First swim
How I got started in this open water craziness, ten years ago
You can also listen to this post on the Reset Button podcast.
When I first started to swim in the ocean, it was in a shallow, protected cove halfway up the southern reach of San Francisco Bay. Coyote Point is a good twenty-five miles from the open ocean, well inland of the Golden Gate, facing east toward the tame weather and waters of the Bay’s midsection, exposed to nothing more dangerous on most days than some afternoon wind and the occasional small fishing boat.
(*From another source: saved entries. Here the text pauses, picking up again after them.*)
use std::path::PathBuf;

use clap::Parser;

#[derive(Parser)]
#[command(version, about, long_about = None)]
pub(super) struct Cli {
    /// Comma-separated initial state, e.g. "frontled off, backled g4".
    pub initial_state: String,

    /// Comma-separated desired state.
    pub desired_state: String,

    /// Only print the commands, one per line, with no surrounding prose.
    #[arg(long)]
    pub machine_readable: bool,

    /// Look up the answer in the on-disk cache before solving.
    #[arg(long)]
    pub use_cache: bool,

    /// Path to the cache file consulted/written by `--use-cache`.
    #[arg(long, default_value = "cache.bin")]
    pub cache_path: PathBuf,

    /// Insert "*Delay*" markers between commands that would otherwise hit
    /// the same device twice in a row.
    #[arg(long)]
    pub avoid_overwhelm: bool,

    /// Insert "*Await repeats*" markers after commands that can be held
    /// down / repeated to reach the desired relative state faster.
    #[arg(long)]
    pub await_repeats: bool,

    /// Increase log verbosity (-v, -vv).
    #[arg(short, long, action = clap::ArgAction::Count)]
    pub verbose: u8,
}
Still, when I first contemplated getting into that water, it seemed as wild and daunting as the English Channel. A light breeze ruffled the limestone-gray surface of the water into little wavelets. But the closer I got to the water the bigger those waves looked: Like chop, or rough water, really. I looked closer and noticed little whitecaps forming on some of them. Waves were even breaking on the beach. Tiny surf, but still surf! I wasn’t seriously considering going out in these conditions with no boat to protect me, no surfboard to cling to, no floaty to hold me up, was I?
And who knows what horrors lay under that forbidding surface. The Bay is filled with creatures that are bigger, stronger, faster, and hungrier than I. Seals, sea lions, and sharks are all known to be common in these waters. There have been jellyfish in this cove. Some jellyfish stings can be deadly!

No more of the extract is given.